*** Opening of RECORDS TO PROCESS ***
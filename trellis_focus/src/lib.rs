// Copyright 2025 the Trellis Authors
// SPDX-License-Identifier: Apache-2.0 OR MIT

//! Trellis Focus: who receives input when the pointer is not the deciding factor.
//!
//! This crate holds two small pieces:
//!
//! - [`InputSlots`]: the focus, capture, and exclusive-input holders. Moving a
//!   slot yields a [`SlotChange`] describing which holder lost it and which
//!   gained it; the caller delivers the notifications loss-first.
//! - [`next_tab_stop`]: bounded keyboard cycling over siblings, with recursive
//!   descent into containers that are not tab stops themselves.
//!
//! Slots are generic over a key `K: Copy + Eq` and never own their holders.
//! Tab search works over [`trellis_tree::Tree`] and its capability flags.
//!
//! This crate is `no_std`.

#![no_std]

mod slots;
mod tab;

pub use slots::{InputSlots, SlotChange};
pub use tab::{Navigation, is_eligible, next_tab_stop};
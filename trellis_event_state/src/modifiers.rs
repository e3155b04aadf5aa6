// Copyright 2025 the Trellis Authors
// SPDX-License-Identifier: Apache-2.0 OR MIT

//! Held system keys.

bitflags::bitflags! {
    /// System (modifier) keys currently held down.
    #[derive(Copy, Clone, Debug, Default, PartialEq, Eq, Hash)]
    pub struct Modifiers: u8 {
        /// Either Shift key.
        const SHIFT = 1 << 0;
        /// Either Control key.
        const CONTROL = 1 << 1;
        /// Either Alt (menu) key.
        const MENU = 1 << 2;
    }
}

impl Modifiers {
    /// Set or clear `keys` according to a press or release.
    pub fn apply(&mut self, keys: Self, down: bool) {
        self.set(keys, down);
    }
}
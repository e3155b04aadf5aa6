// Copyright 2025 the Trellis Authors
// SPDX-License-Identifier: Apache-2.0 OR MIT

//! Trellis: the input routing and interaction core of an embedded game GUI.
//!
//! A [`System`] owns one widget tree and turns raw host input into widget
//! callbacks:
//!
//! - Pointer events go to the exclusive-input widget if there is one, else to
//!   the capture holder, else to the topmost widget under the cursor, and
//!   bubble up the ancestor chain until a handler reports them handled.
//! - Keyboard and text input go to the focus holder. Tab cycles focus among
//!   sibling tab stops.
//! - Pressing a draggable widget and moving past the drag threshold starts a
//!   drag; releasing drops it on the nearest accepting widget under the
//!   cursor.
//! - Hovering a widget with a tooltip for the configured delay shows the
//!   shared tooltip.
//! - Widgets subscribed to ticks get `on_tick` once per [`System::tick`].
//!
//! Widget behavior implements [`Widget`]. Callbacks receive an [`EventCx`] that
//! reads the session state and queues [`Request`]s; the session applies them
//! in order as soon as the callback returns.
//!
//! The pieces underneath are usable on their own:
//! [`trellis_tree`] (hierarchy and hit resolution), [`trellis_focus`] (focus
//! slots and Tab order), [`trellis_event_state`] (drag, tooltip, tick, and
//! modifier state machines), and [`trellis_responder`] (routing and bubbling).
//!
//! ## Logging
//!
//! The session reports through [`tracing`] under these targets:
//! `trellis::system` (lifecycle and layout loading), `trellis::dispatch`,
//! `trellis::focus`, `trellis::drag`, `trellis::tooltip`, `trellis::tick`,
//! and `trellis::script`.

mod config;
mod context;
mod error;
mod event;
pub mod host;
mod system;
mod widget;
pub mod widgets;

pub use config::{DEFAULT_MENU_LAYOUT, SystemConfig};
pub use context::{EventCx, Request};
pub use error::{LoadError, Result, SystemError};
pub use event::{ButtonState, Key, MouseButton, RawEvent};
pub use system::System;
pub use widget::Widget;

pub use trellis_event_state::modifiers::Modifiers;
pub use trellis_tree::{Damage, NodeId, Tree, TreeError, WidgetDesc, WidgetFlags};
*** Close of RECORDS TO PROCESS ***
- _YOUR OBJECTIVE_:
Return only the lines from the beginning of the material up to and including the line with "input into widget", exactly as written.

- _ANSWER SECTION_:
filename trellis_focus/src/lib.rs
// Copyright 2025 the Trellis Authors
// SPDX-License-Identifier: Apache-2.0 OR MIT

//! Trellis Focus: who receives input when the pointer is not the deciding factor.
//!
//! This crate holds two small pieces:
//!
//! - [`InputSlots`]: the focus, capture, and exclusive-input holders. Moving a
//!   slot yields a [`SlotChange`] describing which holder lost it and which
//!   gained it; the caller delivers the notifications loss-first.
//! - [`next_tab_stop`]: bounded keyboard cycling over siblings, with recursive
//!   descent into containers that are not tab stops themselves.
//!
//! Slots are generic over a key `K: Copy + Eq` and never own their holders.
//! Tab search works over [`trellis_tree::Tree`] and its capability flags.
//!
//! This crate is `no_std`.

#![no_std]

mod slots;
mod tab;

pub use slots::{InputSlots, SlotChange};
pub use tab::{Navigation, is_eligible, next_tab_stop};
filename trellis_event_state/src/modifiers.rs
repository e3155b04aadf5aa6
// Copyright 2025 the Trellis Authors
// SPDX-License-Identifier: Apache-2.0 OR MIT

//! Held system keys.

bitflags::bitflags! {
    /// System (modifier) keys currently held down.
    #[derive(Copy, Clone, Debug, Default, PartialEq, Eq, Hash)]
    pub struct Modifiers: u8 {
        /// Either Shift key.
        const SHIFT = 1 << 0;
        /// Either Control key.
        const CONTROL = 1 << 1;
        /// Either Alt (menu) key.
        const MENU = 1 << 2;
    }
}

impl Modifiers {
    /// Set or clear `keys` according to a press or release.
    pub fn apply(&mut self, keys: Self, down: bool) {
        self.set(keys, down);
    }
}
repository e3155b04aadf5aa6
// Copyright 2025 the Trellis Authors
// SPDX-License-Identifier: Apache-2.0 OR MIT

//! Trellis: the input routing and interaction core of an embedded game GUI.
//!
//! A [`System`] owns one widget tree and turns raw host input into widget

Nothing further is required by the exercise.